For this prepared FIQA export, candidate query-document pairs were reranked with mixedbread-ai/mxbai-rerank-base-v2. The resulting scores are stored in pos_scores and neg_scores. Reranking was performed until 10 negatives satisfying the selection rules were found for each query. During the same process, if candidate documents met the positive thresholds, they were added as mined positives.

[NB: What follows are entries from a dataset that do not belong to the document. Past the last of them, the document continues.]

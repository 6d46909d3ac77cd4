//! Order cloning (Prototype pattern).
//!
//! # Prototype in Rust (for beginners)
//!
//! The Prototype pattern creates new objects by copying an existing one
//! instead of building them from scratch.  In Rust the [`Clone`] trait *is*
//! the prototype interface: `order.clone()` returns a brand-new `Order`.
//!
//! Because [`Order`] owns its products in a `Vec<Product>` (no shared
//! pointers), the derived `Clone` is a deep copy.  Changing a product in the
//! clone never changes the original, and vice versa.

use std::fmt;

/// A catalogue item with a name and a price.
#[derive(Debug, Clone, PartialEq)]
pub struct Product {
    pub name: String,
    pub price: f64,
}

impl Product {
    pub fn new(name: impl Into<String>, price: f64) -> Self {
        Self {
            name: name.into(),
            price,
        }
    }
}

/// Prices use Rust's shortest round-trip `f64` formatting: `1200.0` prints
/// as `1200` and `1234567.0` as `1234567`.  There is no fixed precision and
/// no exponent form.
impl fmt::Display for Product {
    fn fmt(&self, f: &mut fmt::Formatter<'_>) -> fmt::Result {
        write!(f, "Product: {}, Price: {}", self.name, self.price)
    }
}

/// A customer order: products plus shipping, discount, and payment details.
#[derive(Debug, Clone, PartialEq)]
pub struct Order {
    products: Vec<Product>,
    shipping_cost: f64,
    discount: f64,
    payment_method: String,
}

impl Order {
    /// Creates an order with no products.
    pub fn new(shipping_cost: f64, discount: f64, payment_method: impl Into<String>) -> Self {
        Self {
            products: Vec::new(),
            shipping_cost,
            discount,
            payment_method: payment_method.into(),
        }
    }

    /// Adds a copy of `product`.  Later changes to the caller's `product` do
    /// not affect the order.
    pub fn add_product(&mut self, product: &Product) {
        self.products.push(product.clone());
    }

    pub fn products(&self) -> &[Product] {
        &self.products
    }

    /// Mutable access to the stored products.
    pub fn products_mut(&mut self) -> &mut [Product] {
        &mut self.products
    }

    pub fn shipping_cost(&self) -> f64 {
        self.shipping_cost
    }

    pub fn discount(&self) -> f64 {
        self.discount
    }

    pub fn payment_method(&self) -> &str {
        &self.payment_method
    }
}

/// Amounts are formatted like [`Product`] prices (shortest round-trip, no
/// exponent).
impl fmt::Display for Order {
    fn fmt(&self, f: &mut fmt::Formatter<'_>) -> fmt::Result {
        writeln!(f, "Order details:")?;
        for product in &self.products {
            writeln!(f, "{product}")?;
        }
        write!(
            f,
            "Shipping Cost: {}, Discount: {}, Payment: {}",
            self.shipping_cost, self.discount, self.payment_method
        )
    }
}

// ── Tests ─────────────────────────────────────────────────────────────────────

#[cfg(test)]
mod tests {
    use super::*;

    fn sample_order() -> Order {
        let mut order = Order::new(50.0, 10.0, "Credit Card");
        order.add_product(&Product::new("Laptop", 1200.0));
        order.add_product(&Product::new("Smartphone", 800.0));
        order
    }

    #[test]
    fn test_clone_is_equal_to_original() {
        // Arrange
        let original = sample_order();

        // Act
        let cloned = original.clone();

        // Assert
        assert_eq!(original, cloned);
        assert_eq!(cloned.products().len(), 2);
        assert_eq!(cloned.payment_method(), "Credit Card");
    }

    #[test]
    fn test_clone_does_not_share_products_with_original() {
        // Arrange
        let original = sample_order();
        let mut cloned = original.clone();

        // Act
        cloned.products_mut()[0].price = 999.0;
        cloned.add_product(&Product::new("Mouse", 25.0));

        // Assert
        assert_eq!(original.products()[0].price, 1200.0);
        assert_eq!(original.products().len(), 2);
        assert_eq!(cloned.products().len(), 3);
    }

    #[test]
    fn test_add_product_stores_independent_copy() {
        let mut product = Product::new("Tablet", 300.0);
        let mut order = Order::new(0.0, 0.0, "Cash");

        order.add_product(&product);
        product.price = 1.0;

        assert_eq!(order.products()[0].price, 300.0);
    }

    #[test]
    fn test_product_display_format() {
        assert_eq!(
            Product::new("Laptop", 1200.0).to_string(),
            "Product: Laptop, Price: 1200"
        );
        assert_eq!(
            Product::new("Cable", 9.5).to_string(),
            "Product: Cable, Price: 9.5"
        );
    }

    #[test]
    fn test_display_prints_large_and_fractional_amounts_in_full() {
        // Arrange
        let mut order = Order::new(1234567.0, 0.125, "Wire");
        order.add_product(&Product::new("Server", 9876543.5));

        // Act
        let text = order.to_string();

        // Assert – no precision cut-off, no exponent
        assert!(text.contains("Product: Server, Price: 9876543.5"));
        assert!(text.ends_with("Shipping Cost: 1234567, Discount: 0.125, Payment: Wire"));
    }

    #[test]
    fn test_order_display_lists_products_then_totals() {
        assert_eq!(
            sample_order().to_string(),
            "Order details:\n\
             Product: Laptop, Price: 1200\n\
             Product: Smartphone, Price: 800\n\
             Shipping Cost: 50, Discount: 10, Payment: Credit Card"
        );
    }

    #[test]
    fn test_empty_order_display_has_only_header_and_totals() {
        let order = Order::new(5.0, 0.0, "PayPal");
        assert_eq!(
            order.to_string(),
            "Order details:\nShipping Cost: 5, Discount: 0, Payment: PayPal"
        );
    }
}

At the end of the pipeline, positives were also scored with BAAI/bge-reranker-v2.5-gemma2-lightweight. These scores are stored in pos_scores_stronger_reranker. This stronger reranker score is intended for quality filtering before training: original datasets can contain query-positive pairs where the positive passage does not actually answer the query, so positives with too-low pos_scores_stronger_reranker values should be removed before model training.

Dataset Structure

Each JSONL row has the following structure:

{
  "query_id": "448",
  "query": "...",
  "pos": ["..."],
  "neg": ["..."],
  "pos_scores": [5.75],
  "neg_scores": [-2.5, -2.5],
  "prompt": "",
  "type": "retrieval"
}

The actual records contain all fields documented below.

Text Fields

Field Description
query Query text in the language of the subset.
pos List of positive passages/documents in the language of the subset.
neg List of negative passages/documents in the language of the subset.

Metadata Fields

Field Description
query_id Query/record identifier used to align the Polish and English versions.
pos_scores Scores for query + positive pairs computed with mixedbread-ai/mxbai-rerank-base-v2.
neg_scores Scores for query + negative pairs computed with mixedbread-ai/mxbai-rerank-base-v2.
prompt Training prompt field; empty in these files.
type Task type; retrieval in these files.
pos_id Document IDs for positives.
neg_id Document IDs for negatives.
pos_is_synthetic Boolean flags indicating whether each positive was mined by the pipeline. false means the positive came from the original FIQA dataset; true means it was mined and should be treated as synthetic.
neg_selection_tier Negative-selection label for each negative. Negatives selected from the 2,048 LightOnAI candidates keep their tier label, such as strict in this export. If the 2,048 candidates did not provide enough valid negatives, additional documents were sampled from the full corpus and the highest-scoring valid ones were added with relaxed_backfill.
original_pos_scores LightOnAI similarity scores for positives, computed with Alibaba-NLP/gte-modernbert-base.
original_neg_scores LightOnAI similarity scores for negatives, computed with Alibaba-NLP/gte-modernbert-base.
pos_scores_stronger_reranker Positive scores computed at the final stage with BAAI/bge-reranker-v2.5-gemma2-lightweight; intended for filtering low-quality positives before training.
mean_neg_score Mean value of neg_scores for the record.
mean_pos_score Mean value of pos_scores for the record.
max_neg_score Maximum value of neg_scores for the record.
difference_between_mean_scores Difference between mean_pos_score and mean_neg_score.
difference_between_max_scores Difference between mean_pos_score and max_neg_score.

Intended Use

The dataset is intended for training and evaluating retrieval or embedding models with query-positive-negative examples. The aligned Polish and English subsets can be used for monolingual training, bilingual comparisons, or multilingual fine-tuning setups.

Before training, consider filtering positives using pos_scores_stronger_reranker to remove weak query-positive pairs.